<<<<
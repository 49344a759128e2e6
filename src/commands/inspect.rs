use anyhow::{Context, Result};

use smwgeo::config::Config;
use smwgeo::fetcher::{HttpFetcher, PageFetcher};
use smwgeo::parser::rdf::{ATTRIBUTE_PREFIX, RELATION_PREFIX, RESOURCE_ATTR};
use smwgeo::parser::{find_rdf_link, parse_rdf, thing_label};
use smwgeo::utils::resolve_link;

pub async fn inspect(url: &str, mime_type: &str, config: &Config) -> Result<()> {
    let fetcher = HttpFetcher::new(&config.fetcher).context("Failed to create fetcher")?;

    let page = fetcher.fetch(url).await?;
    let Some(href) = find_rdf_link(&page, mime_type)? else {
        println!("No {mime_type} link found on {url}");
        return Ok(());
    };

    let rdf_url = resolve_link(url, &href)?;
    println!("RDF export: {rdf_url}");

    let data = fetcher.fetch(&rdf_url).await?;
    let graph = parse_rdf(&data)?;

    if let Some(current) = graph.current_thing(url) {
        println!("Current entity: {}", current.about);
    }
    println!("{} entities", graph.things().len());

    for thing in graph.things() {
        println!();
        println!("{}", thing.about);
        if let Some(label) = thing_label(thing) {
            println!("  label: {label}");
        }
        if let Some(article) = &thing.article {
            println!("  article: {article}");
        }
        for el in thing.element().descendants() {
            if let Some(name) = el.name.strip_prefix(ATTRIBUTE_PREFIX) {
                println!("  attribute {name} = {}", el.text.trim());
            } else if let Some(name) = el.name.strip_prefix(RELATION_PREFIX) {
                let target = el.attr(RESOURCE_ATTR).unwrap_or("");
                println!("  relation {name} -> {}", graph.canonical_url(target));
            }
        }
    }

    Ok(())
}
>>>>
Activity
Read through the entries above and copy each line that has the string "Some" in it.

Completed task
    let Some(href) = find_rdf_link(&page, mime_type)? else {
    if let Some(current) = graph.current_thing(url) {
        if let Some(label) = thing_label(thing) {
        if let Some(article) = &thing.article {
            if let Some(name) = el.name.strip_prefix(ATTRIBUTE_PREFIX) {
            } else if let Some(name) = el.name.strip_prefix(RELATION_PREFIX) {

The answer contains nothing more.